::: Dataset entries :::
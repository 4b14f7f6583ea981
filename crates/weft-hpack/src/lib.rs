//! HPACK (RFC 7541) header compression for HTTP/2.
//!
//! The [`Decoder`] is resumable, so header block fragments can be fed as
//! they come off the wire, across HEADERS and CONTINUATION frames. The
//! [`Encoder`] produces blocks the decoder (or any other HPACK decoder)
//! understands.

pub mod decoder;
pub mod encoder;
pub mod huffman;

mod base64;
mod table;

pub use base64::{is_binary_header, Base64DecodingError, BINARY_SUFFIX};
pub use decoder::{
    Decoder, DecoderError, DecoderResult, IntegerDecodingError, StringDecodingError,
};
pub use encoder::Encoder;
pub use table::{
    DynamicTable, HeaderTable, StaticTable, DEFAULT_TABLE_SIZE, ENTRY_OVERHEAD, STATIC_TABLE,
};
:::
▶ _Problem to work on_
Return every entry exactly.

▶ _Output of the task_
repository 4b14f7f6583ea981
filename crates/weft-hpack/src/lib.rs
//! HPACK (RFC 7541) header compression for HTTP/2.
//!
//! The [`Decoder`] is resumable, so header block fragments can be fed as
//! they come off the wire, across HEADERS and CONTINUATION frames. The
//! [`Encoder`] produces blocks the decoder (or any other HPACK decoder)
//! understands.

pub mod decoder;
pub mod encoder;
pub mod huffman;

mod base64;
mod table;

pub use base64::{is_binary_header, Base64DecodingError, BINARY_SUFFIX};
pub use decoder::{
    Decoder, DecoderError, DecoderResult, IntegerDecodingError, StringDecodingError,
};
pub use encoder::Encoder;
pub use table::{
    DynamicTable, HeaderTable, StaticTable, DEFAULT_TABLE_SIZE, ENTRY_OVERHEAD, STATIC_TABLE,
};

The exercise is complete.